'''
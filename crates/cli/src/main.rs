// TallyGrid CLI - headless spreadsheet analytics
//
// Loads tabular files, detects column roles, and prints ranked
// category distributions and multi-sheet comparisons.

mod compare;
mod exit_codes;
mod report;
mod sheet_ops;
mod util;

use std::path::{Path, PathBuf};
use std::process::ExitCode;

use clap::{Parser, Subcommand, ValueEnum};

use tallygrid_engine::aggregate::Measure;
use tallygrid_engine::session::SessionError;
use tallygrid_engine::sheet::Sheet;
use tallygrid_engine::view::SortDir;
use tallygrid_io::LoadReport;

use exit_codes::{session_exit_code, EXIT_DECODE, EXIT_IO, EXIT_SUCCESS, EXIT_USAGE};

#[derive(Parser)]
#[command(name = "tally")]
#[command(about = "Spreadsheet analytics: ranked distributions and cross-sheet comparisons")]
#[command(version)]
struct Cli {
    #[command(subcommand)]
    command: Option<Commands>,
}

#[derive(Subcommand)]
enum Commands {
    /// List the sheets in a file, with headers and row counts
    Sheets {
        /// Input file (xlsx, xlsm, xlsb, xls, ods, csv, tsv)
        file: PathBuf,

        /// Machine-readable JSON output
        #[arg(long)]
        json: bool,
    },

    /// Show the detected column role mapping for each sheet
    #[command(after_help = "\
Examples:
  tally detect returns.xlsx
  tally detect returns.xlsx --sheet Q3 --json
  tally detect returns.xlsx --lock")]
    Detect {
        file: PathBuf,

        /// Only this sheet
        #[arg(long)]
        sheet: Option<String>,

        /// Copy the first sheet's mapping to all sheets instead of
        /// detecting each independently
        #[arg(long)]
        lock: bool,

        #[arg(long)]
        json: bool,
    },

    /// Aggregate one sheet into a ranked category distribution
    #[command(after_help = "\
Examples:
  tally report returns.csv
  tally report returns.xlsx --sheet Q3 --measure sum
  tally report returns.xlsx --label Status --top 5 --min-share 2
  tally report returns.csv --search widget --sort asc --json")]
    Report {
        file: PathBuf,

        /// Sheet to aggregate (defaults to the first)
        #[arg(long)]
        sheet: Option<String>,

        /// count = row frequency, sum = total of a numeric column
        #[arg(long, value_enum)]
        measure: Option<MeasureArg>,

        /// Label column to group by (overrides detection)
        #[arg(long)]
        label: Option<String>,

        /// Numeric column for --measure sum (overrides detection)
        #[arg(long)]
        value: Option<String>,

        /// Keep only rows whose label contains this text (case-insensitive)
        #[arg(long)]
        search: Option<String>,

        /// Keep only the N largest groups; the rest fold into "Other" (0 = all)
        #[arg(long)]
        top: Option<usize>,

        /// Fold groups below this share of the total into "Other" (percent, 0-25)
        #[arg(long)]
        min_share: Option<f64>,

        /// Display order (never changes which groups fold into "Other")
        #[arg(long, value_enum)]
        sort: Option<SortArg>,

        #[arg(long)]
        json: bool,

        /// CSV output (name,value,share per row)
        #[arg(long, conflicts_with = "json")]
        csv: bool,
    },

    /// Compare 2-5 sheets on a shared, ranked label axis
    #[command(after_help = "\
Examples:
  tally compare year.xlsx --sheet Q1 --sheet Q2
  tally compare year.xlsx --sheet Q1 --sheet Q2 --sheet Q3 --measure sum --top 10")]
    Compare {
        file: PathBuf,

        /// Sheet to include (repeat 2-5 times)
        #[arg(long = "sheet", value_name = "NAME")]
        sheets: Vec<String>,

        #[arg(long, value_enum)]
        measure: Option<MeasureArg>,

        /// Size of the ranked label axis (0 = all labels)
        #[arg(long)]
        top: Option<usize>,

        #[arg(long)]
        json: bool,
    },
}

#[derive(Debug, Clone, Copy, ValueEnum)]
pub enum MeasureArg {
    Count,
    Sum,
}

impl From<MeasureArg> for Measure {
    fn from(m: MeasureArg) -> Self {
        match m {
            MeasureArg::Count => Measure::Count,
            MeasureArg::Sum => Measure::Sum,
        }
    }
}

#[derive(Debug, Clone, Copy, ValueEnum)]
pub enum SortArg {
    Asc,
    Desc,
}

impl From<SortArg> for SortDir {
    fn from(s: SortArg) -> Self {
        match s {
            SortArg::Asc => SortDir::Asc,
            SortArg::Desc => SortDir::Desc,
        }
    }
}

fn main() -> ExitCode {
    let cli = Cli::parse();

    let result = match cli.command {
        None => {
            eprintln!("Usage: tally <command> [options]");
            eprintln!("       tally --help for more information");
            Ok(())
        }
        Some(Commands::Sheets { file, json }) => sheet_ops::cmd_sheets(&file, json),
        Some(Commands::Detect { file, sheet, lock, json }) => {
            sheet_ops::cmd_detect(&file, sheet.as_deref(), lock, json)
        }
        Some(Commands::Report {
            file,
            sheet,
            measure,
            label,
            value,
            search,
            top,
            min_share,
            sort,
            json,
            csv,
        }) => report::cmd_report(report::ReportArgs {
            file,
            sheet,
            measure,
            label,
            value,
            search,
            top,
            min_share,
            sort,
            json,
            csv,
        }),
        Some(Commands::Compare { file, sheets, measure, top, json }) => {
            compare::cmd_compare(&file, &sheets, measure, top, json)
        }
    };

    match result {
        Ok(()) => ExitCode::from(EXIT_SUCCESS),
        Err(CliError { code, message, hint }) => {
            if !message.is_empty() {
                eprintln!("error: {}", message);
            }
            if let Some(hint) = hint {
                eprintln!("hint:  {}", hint);
            }
            ExitCode::from(code)
        }
    }
}

#[derive(Debug)]
pub struct CliError {
    pub code: u8,
    pub message: String,
    pub hint: Option<String>,
}

impl CliError {
    pub fn args(msg: impl Into<String>) -> Self {
        Self { code: EXIT_USAGE, message: msg.into(), hint: None }
    }

    pub fn io(msg: impl Into<String>) -> Self {
        Self { code: EXIT_IO, message: msg.into(), hint: None }
    }

    pub fn decode(msg: impl Into<String>) -> Self {
        Self { code: EXIT_DECODE, message: msg.into(), hint: None }
    }

    /// Create error from an engine session error with proper exit code.
    pub fn session(err: SessionError) -> Self {
        let hint = match &err {
            SessionError::Aggregate(
                tallygrid_engine::aggregate::AggregateError::NoNumericColumn,
            ) => Some("pass --value COLUMN, or use --measure count".to_string()),
            SessionError::Compare(_) => {
                Some("repeat --sheet between 2 and 5 times".to_string())
            }
            _ => None,
        };
        Self { code: session_exit_code(&err), message: err.to_string(), hint }
    }

    /// Add a hint to an existing error.
    pub fn with_hint(mut self, hint: impl Into<String>) -> Self {
        self.hint = Some(hint.into());
        self
    }
}

/// Load a tabular file, mapping failures to exit codes: missing or
/// unreadable file is an I/O error, anything past that is a decode
/// error.
pub(crate) fn load_tables(path: &Path) -> Result<(Vec<Sheet>, LoadReport), CliError> {
    if !path.exists() {
        return Err(CliError::io(format!("no such file: {}", path.display())));
    }
    tallygrid_io::load_tables(path).map_err(CliError::decode)
}

/// Pick a sheet by name, or the first one when no name is given.
pub(crate) fn pick_sheet<'a>(
    sheets: &'a [Sheet],
    name: Option<&str>,
) -> Result<&'a Sheet, CliError> {
    match name {
        Some(n) => sheets.iter().find(|s| s.name == n).ok_or_else(|| {
            let known: Vec<&str> = sheets.iter().map(|s| s.name.as_str()).collect();
            CliError::args(format!("no such sheet: {}", n))
                .with_hint(format!("available sheets: {}", known.join(", ")))
        }),
        None => sheets
            .first()
            .ok_or_else(|| CliError::decode("file contains no sheets".to_string())),
    }
}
'''
- TO DO: Would you write out the data exactly as it reads?

- OUTPUT BELOW:
filename crates/cli/src/main.rs
// TallyGrid CLI - headless spreadsheet analytics
//
// Loads tabular files, detects column roles, and prints ranked
// category distributions and multi-sheet comparisons.

mod compare;
mod exit_codes;
mod report;
mod sheet_ops;
mod util;

use std::path::{Path, PathBuf};
use std::process::ExitCode;

use clap::{Parser, Subcommand, ValueEnum};

use tallygrid_engine::aggregate::Measure;
use tallygrid_engine::session::SessionError;
use tallygrid_engine::sheet::Sheet;
use tallygrid_engine::view::SortDir;
use tallygrid_io::LoadReport;

use exit_codes::{session_exit_code, EXIT_DECODE, EXIT_IO, EXIT_SUCCESS, EXIT_USAGE};

#[derive(Parser)]
#[command(name = "tally")]
#[command(about = "Spreadsheet analytics: ranked distributions and cross-sheet comparisons")]
#[command(version)]
struct Cli {
    #[command(subcommand)]
    command: Option<Commands>,
}

#[derive(Subcommand)]
enum Commands {
    /// List the sheets in a file, with headers and row counts
    Sheets {
        /// Input file (xlsx, xlsm, xlsb, xls, ods, csv, tsv)
        file: PathBuf,

        /// Machine-readable JSON output
        #[arg(long)]
        json: bool,
    },

    /// Show the detected column role mapping for each sheet
    #[command(after_help = "\
Examples:
  tally detect returns.xlsx
  tally detect returns.xlsx --sheet Q3 --json
  tally detect returns.xlsx --lock")]
    Detect {
        file: PathBuf,

        /// Only this sheet
        #[arg(long)]
        sheet: Option<String>,

        /// Copy the first sheet's mapping to all sheets instead of
        /// detecting each independently
        #[arg(long)]
        lock: bool,

        #[arg(long)]
        json: bool,
    },

    /// Aggregate one sheet into a ranked category distribution
    #[command(after_help = "\
Examples:
  tally report returns.csv
  tally report returns.xlsx --sheet Q3 --measure sum
  tally report returns.xlsx --label Status --top 5 --min-share 2
  tally report returns.csv --search widget --sort asc --json")]
    Report {
        file: PathBuf,

        /// Sheet to aggregate (defaults to the first)
        #[arg(long)]
        sheet: Option<String>,

        /// count = row frequency, sum = total of a numeric column
        #[arg(long, value_enum)]
        measure: Option<MeasureArg>,

        /// Label column to group by (overrides detection)
        #[arg(long)]
        label: Option<String>,

        /// Numeric column for --measure sum (overrides detection)
        #[arg(long)]
        value: Option<String>,

        /// Keep only rows whose label contains this text (case-insensitive)
        #[arg(long)]
        search: Option<String>,

        /// Keep only the N largest groups; the rest fold into "Other" (0 = all)
        #[arg(long)]
        top: Option<usize>,

        /// Fold groups below this share of the total into "Other" (percent, 0-25)
        #[arg(long)]
        min_share: Option<f64>,

        /// Display order (never changes which groups fold into "Other")
        #[arg(long, value_enum)]
        sort: Option<SortArg>,

        #[arg(long)]
        json: bool,

        /// CSV output (name,value,share per row)
        #[arg(long, conflicts_with = "json")]
        csv: bool,
    },

    /// Compare 2-5 sheets on a shared, ranked label axis
    #[command(after_help = "\
Examples:
  tally compare year.xlsx --sheet Q1 --sheet Q2
  tally compare year.xlsx --sheet Q1 --sheet Q2 --sheet Q3 --measure sum --top 10")]
    Compare {
        file: PathBuf,

        /// Sheet to include (repeat 2-5 times)
        #[arg(long = "sheet", value_name = "NAME")]
        sheets: Vec<String>,

        #[arg(long, value_enum)]
        measure: Option<MeasureArg>,

        /// Size of the ranked label axis (0 = all labels)
        #[arg(long)]
        top: Option<usize>,

        #[arg(long)]
        json: bool,
    },
}

#[derive(Debug, Clone, Copy, ValueEnum)]
pub enum MeasureArg {
    Count,
    Sum,
}

impl From<MeasureArg> for Measure {
    fn from(m: MeasureArg) -> Self {
        match m {
            MeasureArg::Count => Measure::Count,
            MeasureArg::Sum => Measure::Sum,
        }
    }
}

#[derive(Debug, Clone, Copy, ValueEnum)]
pub enum SortArg {
    Asc,
    Desc,
}

impl From<SortArg> for SortDir {
    fn from(s: SortArg) -> Self {
        match s {
            SortArg::Asc => SortDir::Asc,
            SortArg::Desc => SortDir::Desc,
        }
    }
}

fn main() -> ExitCode {
    let cli = Cli::parse();

    let result = match cli.command {
        None => {
            eprintln!("Usage: tally <command> [options]");
            eprintln!("       tally --help for more information");
            Ok(())
        }
        Some(Commands::Sheets { file, json }) => sheet_ops::cmd_sheets(&file, json),
        Some(Commands::Detect { file, sheet, lock, json }) => {
            sheet_ops::cmd_detect(&file, sheet.as_deref(), lock, json)
        }
        Some(Commands::Report {
            file,
            sheet,
            measure,
            label,
            value,
            search,
            top,
            min_share,
            sort,
            json,
            csv,
        }) => report::cmd_report(report::ReportArgs {
            file,
            sheet,
            measure,
            label,
            value,
            search,
            top,
            min_share,
            sort,
            json,
            csv,
        }),
        Some(Commands::Compare { file, sheets, measure, top, json }) => {
            compare::cmd_compare(&file, &sheets, measure, top, json)
        }
    };

    match result {
        Ok(()) => ExitCode::from(EXIT_SUCCESS),
        Err(CliError { code, message, hint }) => {
            if !message.is_empty() {
                eprintln!("error: {}", message);
            }
            if let Some(hint) = hint {
                eprintln!("hint:  {}", hint);
            }
            ExitCode::from(code)
        }
    }
}

#[derive(Debug)]
pub struct CliError {
    pub code: u8,
    pub message: String,
    pub hint: Option<String>,
}

impl CliError {
    pub fn args(msg: impl Into<String>) -> Self {
        Self { code: EXIT_USAGE, message: msg.into(), hint: None }
    }

    pub fn io(msg: impl Into<String>) -> Self {
        Self { code: EXIT_IO, message: msg.into(), hint: None }
    }

    pub fn decode(msg: impl Into<String>) -> Self {
        Self { code: EXIT_DECODE, message: msg.into(), hint: None }
    }

    /// Create error from an engine session error with proper exit code.
    pub fn session(err: SessionError) -> Self {
        let hint = match &err {
            SessionError::Aggregate(
                tallygrid_engine::aggregate::AggregateError::NoNumericColumn,
            ) => Some("pass --value COLUMN, or use --measure count".to_string()),
            SessionError::Compare(_) => {
                Some("repeat --sheet between 2 and 5 times".to_string())
            }
            _ => None,
        };
        Self { code: session_exit_code(&err), message: err.to_string(), hint }
    }

    /// Add a hint to an existing error.
    pub fn with_hint(mut self, hint: impl Into<String>) -> Self {
        self.hint = Some(hint.into());
        self
    }
}

/// Load a tabular file, mapping failures to exit codes: missing or
/// unreadable file is an I/O error, anything past that is a decode
/// error.
pub(crate) fn load_tables(path: &Path) -> Result<(Vec<Sheet>, LoadReport), CliError> {
    if !path.exists() {
        return Err(CliError::io(format!("no such file: {}", path.display())));
    }
    tallygrid_io::load_tables(path).map_err(CliError::decode)
}

/// Pick a sheet by name, or the first one when no name is given.
pub(crate) fn pick_sheet<'a>(
    sheets: &'a [Sheet],
    name: Option<&str>,
) -> Result<&'a Sheet, CliError> {
    match name {
        Some(n) => sheets.iter().find(|s| s.name == n).ok_or_else(|| {
            let known: Vec<&str> = sheets.iter().map(|s| s.name.as_str()).collect();
            CliError::args(format!("no such sheet: {}", n))
                .with_hint(format!("available sheets: {}", known.join(", ")))
        }),
        None => sheets
            .first()
            .ok_or_else(|| CliError::decode("file contains no sheets".to_string())),
    }
}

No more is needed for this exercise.